Tráfico de drogas é motivo de prisões de portugueses no Brasil

Prisões aumentaram 40% e crise financeira em Portugal é apontada como causa de aumento de portugueses se passando por "mulas"

iG São Paulo |

O número de portugueses detidos nas prisões brasileiras aumentou 41,8% entre dezembro de 2008 e o mesmo mês de 2010, segundo dados do Departamento Penitenciário Nacional (Depen), do Ministério da Justiça. De acordo com os dados, aos quais a Agência Lusa teve acesso, em dezembro do ano passado, estavam presos no Brasil 95 cidadãos portugueses. Dois anos antes, eram 67.

Os presos do sexo masculino impulsionaram esse aumento. O número de homens de nacionalidade portuguesa presos no Brasil cresceu 66,7% em dois anos, passando de 48 para 80. Já o número de mulheres caiu de 19 para 15.

O aumento da quantidade de portugueses que cumprem pena nas prisões brasileiras acompanha a tendência de subida do número total de presos europeus, que cresceu 57,8% nesses dois anos.

Os maiores aumentos percentuais foram registados entre cidadãos de países do Leste europeu, como a Romênia, com 192,6%, passando de 27 para 79 presos. Apesar de ter tido uma subida menor, Portugal é o segundo país da Europa com mais presos no Brasil, perdendo apenas para a Espanha. Os espanhóis totalizam 175 detidos em prisões brasileiras.

O crescimento do percentual de europeus nos estabelecimentos prisionais do Brasil foi muito superior ao do total de estrangeiros em geral, que teve uma subida de 20,1% em dois anos (para 3.397). A maioria dos estrangeiros presos no Brasil é do Continente Americano (1.680). Em seguida aparecem os africanos (871).

Angola é o segundo país africano com mais prisioneiros no Brasil, embora o número tenha diminuído 13,5%, para 154. Já o total de cidadãos moçambicanos caiu 33,3%, para 22. O de cabo-verdianos e guineenses, por sua vez, aumentou.

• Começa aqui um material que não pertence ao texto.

//! Command-line interface structure of the `mixte` binary.

mod commands;

use std::path::PathBuf;

use clap::{Parser, Subcommand};

use mixte_core::logging::Verbosity;

pub use commands::{CalcCommand, ConfigCommand, CourseArg, GateCommand, LoginCommand, ProtectCommand, WhoamiCommand};

/// mixte - Construction Mixte course tools
///
/// Log in to the course, check pages against the access gate and run the
/// Eurocode 4 calculators from the terminal.
#[derive(Debug, Parser)]
#[command(name = "mixte")]
#[command(author, version, about, long_about = None)]
#[command(propagate_version = true)]
pub struct Cli {
    /// Path to custom configuration file
    #[arg(short, long, global = true, value_name = "FILE")]
    pub config: Option<PathBuf>,

    /// Increase verbosity (-v for info, -vv for debug)
    #[arg(short, long, action = clap::ArgAction::Count, global = true)]
    pub verbose: u8,

    /// Suppress all output except errors
    #[arg(short, long, global = true)]
    pub quiet: bool,

    #[command(subcommand)]
    pub command: Command,
}

#[derive(Debug, Subcommand)]
pub enum Command {
    /// Open a session (valid 7 days by default)
    Login(LoginCommand),

    /// Remove the session
    Logout,

    /// Show the current session
    Whoami(WhoamiCommand),

    /// Access gate checks
    #[command(subcommand)]
    Gate(GateCommand),

    /// View configuration
    #[command(subcommand)]
    Config(ConfigCommand),

    /// Course calculators
    #[command(subcommand)]
    Calc(CalcCommand),

    /// Content protection rules
    #[command(subcommand)]
    Protect(ProtectCommand),
}

impl Cli {
    pub fn verbosity(&self) -> Verbosity {
        Verbosity::from_flags(self.quiet, self.verbose)
    }
}

#[cfg(test)]
mod tests {
    use super::*;
    use clap::CommandFactory;

    #[test]
    fn test_cli_verify() {
        Cli::command().debug_assert();
        assert_eq!(Cli::command().get_name(), "mixte");
    }

    #[test]
    fn test_verbosity_flags() {
        let cli = Cli::try_parse_from(["mixte", "-q", "logout"]).unwrap();
        assert_eq!(cli.verbosity(), Verbosity::Quiet);
        let cli = Cli::try_parse_from(["mixte", "-vv", "logout"]).unwrap();
        assert_eq!(cli.verbosity(), Verbosity::Debug);
    }

    #[test]
    fn test_parse_login() {
        let cli = Cli::try_parse_from([
            "mixte",
            "login",
            "--last-name",
            "Durand",
            "--first-name",
            "Marie",
            "-e",
            "marie@esup.fr",
        ])
        .unwrap();
        match cli.command {
            Command::Login(login) => {
                assert_eq!(login.last_name.as_deref(), Some("Durand"));
                assert_eq!(login.email.as_deref(), Some("marie@esup.fr"));
            }
            other => panic!("unexpected command {other:?}"),
        }
    }

    #[test]
    fn test_parse_calc_run() {
        let cli = Cli::try_parse_from([
            "mixte",
            "calc",
            "run",
            "slab-shear",
            "--set",
            "deck=cofraplus60_088",
            "-s",
            "hc_mm=80",
            "--json",
        ])
        .unwrap();
        match cli.command {
            Command::Calc(CalcCommand::Run { kind, values, json }) => {
                assert_eq!(kind, "slab-shear");
                assert_eq!(values, ["deck=cofraplus60_088", "hc_mm=80"]);
                assert!(json);
            }
            other => panic!("unexpected command {other:?}"),
        }
    }

    #[test]
    fn test_parse_gate_and_config() {
        let cli = Cli::try_parse_from(["mixte", "-c", "/tmp/m.toml", "gate", "check", "/cours/x.html"]).unwrap();
        assert_eq!(cli.config, Some(PathBuf::from("/tmp/m.toml")));
        assert!(matches!(cli.command, Command::Gate(GateCommand::Check { .. })));
        assert!(Cli::try_parse_from(["mixte", "gate", "encode"]).is_err());
        let cli = Cli::try_parse_from(["mixte", "config", "show", "--json"]).unwrap();
        assert!(matches!(cli.command, Command::Config(ConfigCommand::Show { json: true })));
    }

    #[test]
    fn test_parse_calc_list_course() {
        let cli = Cli::try_parse_from(["mixte", "calc", "list", "--course", "columns"]).unwrap();
        assert!(matches!(
            cli.command,
            Command::Calc(CalcCommand::List {
                course: Some(CourseArg::Columns)
            })
        ));
    }

    #[test]
    fn test_parse_protect_check() {
        let cli = Cli::try_parse_from(["mixte", "protect", "check", "Ctrl+C", "--input"]).unwrap();
        assert!(matches!(
            cli.command,
            Command::Protect(ProtectCommand::Check { input: true, .. })
        ));
    }
}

Maioria é usada como "mula"

O tráfico internacional de drogas está na origem de quase todas as detenções de portugueses. A maioria foi apanhado em flagrante atudando como "mulas" ou correios de droga.

Em geral, os presos têm origem pobre e são jovens portugueses com idades entre 20 e 25 anos. Mas também há registo de idosos, informou à Agência Lusa o defensor público federal brasileiro Gustavo Henrique Virginelli.

Normalmente, as "mulas" são detidas no aeroporto e não passam dali, mas o defensor brasileiro diz que já defendeu um casal preso em um hotel do centro de São Paulo.

A maioria dos presos não tem dinheiro para contratar advogado. Por esse motivo, a defesa dos portugueses fica sob a responsabilidade da Defensoria Pública. O Consulado-Geral de Portugal em São Paulo, estado que é a principal porta de entrada do país, não tem um departamento jurídico próprio.

As condenações são quase certas, diz o defensor público, pois a maioria dos traficantes é presa em flagrante. Ainda assim, a defensoria acompanha quase todo o processo contra estrangeiros na Justiça, inclusive recorrendo das condenações. A entidade também faz visitas semestrais às cadeias.

"É muito raro portugueses conseguirem a liberdade provisória, porque não têm vínculos com o país. Acabam ficando presos durante todo o processo", diz Gustavo Henrique Virginelli.

Como as penas não são longas, o normal é que sejam cumpridas quase totalmente no Brasil. Depois de cumprirem a pena, os portugueses não ficam livres de outras sanções. Virginelli explica que os estrangeiros ainda precisam esperar presos pelo processo de expulsão. "E eles ficam eternamente proibidos de voltar ao Brasil."

Para o defensor federal, as atuais dificuldades financeiras da Europa, de Portugal em particular, tornam muitos portugueses presas fáceis dos traficantes. O mesmo é dito por funcionários de representações diplomáticas brasileiras, que ressaltam que, ao contrário do que muitos estrangeiros pensam, a fiscalização nos aeroportos brasileiros é muito dura.